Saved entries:

----------------

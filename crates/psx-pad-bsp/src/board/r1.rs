use cortex_m::peripheral::{DCB, DWT};
use embassy_nrf::peripherals::{
    self, NVMC, P0_03, P0_04, P0_13, P0_28, P0_29, P0_30, WDT,
};
use embassy_nrf::Peri;

use crate::priority::{GPIOTE_PRIORITY, TIME_PRIORITY};
#[cfg(feature = "usb")]
use crate::usb;

/// The five controller port lines.
pub struct BusResources {
    /// Data, device to console. Open-drain.
    pub dat: Peri<'static, P0_03>,
    /// Command, console to device.
    pub cmd: Peri<'static, P0_04>,
    /// Select ("attention"), active low.
    pub sel: Peri<'static, P0_28>,
    /// Clock, idles high.
    pub clk: Peri<'static, P0_29>,
    /// Acknowledge, device to console. Open-drain.
    pub ack: Peri<'static, P0_30>,
}

/// Discrete button inputs, wired to ground.
pub struct ButtonResources {
    pub select: Peri<'static, peripherals::P1_11>,
    pub start: Peri<'static, peripherals::P1_10>,
    pub up: Peri<'static, peripherals::P0_11>,
    pub right: Peri<'static, peripherals::P0_25>,
    pub down: Peri<'static, peripherals::P0_12>,
    pub left: Peri<'static, peripherals::P0_24>,
    pub l2: Peri<'static, peripherals::P1_07>,
    pub r2: Peri<'static, peripherals::P1_08>,
    pub l1: Peri<'static, peripherals::P1_05>,
    pub r1: Peri<'static, peripherals::P1_06>,
    pub triangle: Peri<'static, peripherals::P1_03>,
    pub circle: Peri<'static, peripherals::P1_01>,
    pub cross: Peri<'static, peripherals::P1_02>,
    pub square: Peri<'static, peripherals::P1_04>,
}

/// Represents all the peripherals and pins available on the pad adapter.
pub struct PsxPad {
    /// Controller port.
    pub bus: BusResources,
    /// Button inputs.
    pub buttons: ButtonResources,
    /// Status LED, active low.
    pub led: Peri<'static, P0_13>,
    /// Debug control block, needed to start the cycle counter.
    pub dcb: DCB,
    /// Data watchpoint and trace unit, home of the cycle counter.
    pub dwt: DWT,
    /// Watchdog Timer.
    pub wdt: Peri<'static, WDT>,
    /// Non-Volatile Memory Controller.
    pub nvmc: Peri<'static, NVMC>,
    #[cfg(feature = "usb")]
    /// USB device peripheral
    pub usb: usb::UsbDriverBuilder,
}

impl Default for PsxPad {
    fn default() -> Self {
        let mut config = embassy_nrf::config::Config::default();
        config.hfclk_source = embassy_nrf::config::HfclkSource::ExternalXtal;
        config.gpiote_interrupt_priority = GPIOTE_PRIORITY;
        config.time_interrupt_priority = TIME_PRIORITY;
        Self::new(config)
    }
}

impl PsxPad {
    /// Create a new instance based on HAL configuration
    pub fn new(config: embassy_nrf::config::Config) -> Self {
        let p = embassy_nrf::init(config);
        let core = cortex_m::Peripherals::take()
            .expect("core peripherals taken before board init");

        Self {
            bus: BusResources {
                dat: p.P0_03,
                cmd: p.P0_04,
                sel: p.P0_28,
                clk: p.P0_29,
                ack: p.P0_30,
            },
            buttons: ButtonResources {
                select: p.P1_11,
                start: p.P1_10,
                up: p.P0_11,
                right: p.P0_25,
                down: p.P0_12,
                left: p.P0_24,
                l2: p.P1_07,
                r2: p.P1_08,
                l1: p.P1_05,
                r1: p.P1_06,
                triangle: p.P1_03,
                circle: p.P1_01,
                cross: p.P1_02,
                square: p.P1_04,
            },
            led: p.P0_13,
            dcb: core.DCB,
            dwt: core.DWT,
            wdt: p.WDT,
            nvmc: p.NVMC,
            #[cfg(feature = "usb")]
            usb: usb::UsbDriverBuilder::new(p.USBD),
        }
    }
}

----------------

What is needed is an exact copy of every record above.

filename crates/psx-pad-bsp/src/board/r1.rs
use cortex_m::peripheral::{DCB, DWT};
use embassy_nrf::peripherals::{
    self, NVMC, P0_03, P0_04, P0_13, P0_28, P0_29, P0_30, WDT,
};
use embassy_nrf::Peri;

use crate::priority::{GPIOTE_PRIORITY, TIME_PRIORITY};
#[cfg(feature = "usb")]
use crate::usb;

/// The five controller port lines.
pub struct BusResources {
    /// Data, device to console. Open-drain.
    pub dat: Peri<'static, P0_03>,
    /// Command, console to device.
    pub cmd: Peri<'static, P0_04>,
    /// Select ("attention"), active low.
    pub sel: Peri<'static, P0_28>,
    /// Clock, idles high.
    pub clk: Peri<'static, P0_29>,
    /// Acknowledge, device to console. Open-drain.
    pub ack: Peri<'static, P0_30>,
}

/// Discrete button inputs, wired to ground.
pub struct ButtonResources {
    pub select: Peri<'static, peripherals::P1_11>,
    pub start: Peri<'static, peripherals::P1_10>,
    pub up: Peri<'static, peripherals::P0_11>,
    pub right: Peri<'static, peripherals::P0_25>,
    pub down: Peri<'static, peripherals::P0_12>,
    pub left: Peri<'static, peripherals::P0_24>,
    pub l2: Peri<'static, peripherals::P1_07>,
    pub r2: Peri<'static, peripherals::P1_08>,
    pub l1: Peri<'static, peripherals::P1_05>,
    pub r1: Peri<'static, peripherals::P1_06>,
    pub triangle: Peri<'static, peripherals::P1_03>,
    pub circle: Peri<'static, peripherals::P1_01>,
    pub cross: Peri<'static, peripherals::P1_02>,
    pub square: Peri<'static, peripherals::P1_04>,
}

/// Represents all the peripherals and pins available on the pad adapter.
pub struct PsxPad {
    /// Controller port.
    pub bus: BusResources,
    /// Button inputs.
    pub buttons: ButtonResources,
    /// Status LED, active low.
    pub led: Peri<'static, P0_13>,
    /// Debug control block, needed to start the cycle counter.
    pub dcb: DCB,
    /// Data watchpoint and trace unit, home of the cycle counter.
    pub dwt: DWT,
    /// Watchdog Timer.
    pub wdt: Peri<'static, WDT>,
    /// Non-Volatile Memory Controller.
    pub nvmc: Peri<'static, NVMC>,
    #[cfg(feature = "usb")]
    /// USB device peripheral
    pub usb: usb::UsbDriverBuilder,
}

impl Default for PsxPad {
    fn default() -> Self {
        let mut config = embassy_nrf::config::Config::default();
        config.hfclk_source = embassy_nrf::config::HfclkSource::ExternalXtal;
        config.gpiote_interrupt_priority = GPIOTE_PRIORITY;
        config.time_interrupt_priority = TIME_PRIORITY;
        Self::new(config)
    }
}

impl PsxPad {
    /// Create a new instance based on HAL configuration
    pub fn new(config: embassy_nrf::config::Config) -> Self {
        let p = embassy_nrf::init(config);
        let core = cortex_m::Peripherals::take()
            .expect("core peripherals taken before board init");

        Self {
            bus: BusResources {
                dat: p.P0_03,
                cmd: p.P0_04,
                sel: p.P0_28,
                clk: p.P0_29,
                ack: p.P0_30,
            },
            buttons: ButtonResources {
                select: p.P1_11,
                start: p.P1_10,
                up: p.P0_11,
                right: p.P0_25,
                down: p.P0_12,
                left: p.P0_24,
                l2: p.P1_07,
                r2: p.P1_08,
                l1: p.P1_05,
                r1: p.P1_06,
                triangle: p.P1_03,
                circle: p.P1_01,
                cross: p.P1_02,
                square: p.P1_04,
            },
            led: p.P0_13,
            dcb: core.DCB,
            dwt: core.DWT,
            wdt: p.WDT,
            nvmc: p.NVMC,
            #[cfg(feature = "usb")]
            usb: usb::UsbDriverBuilder::new(p.USBD),
        }
    }
}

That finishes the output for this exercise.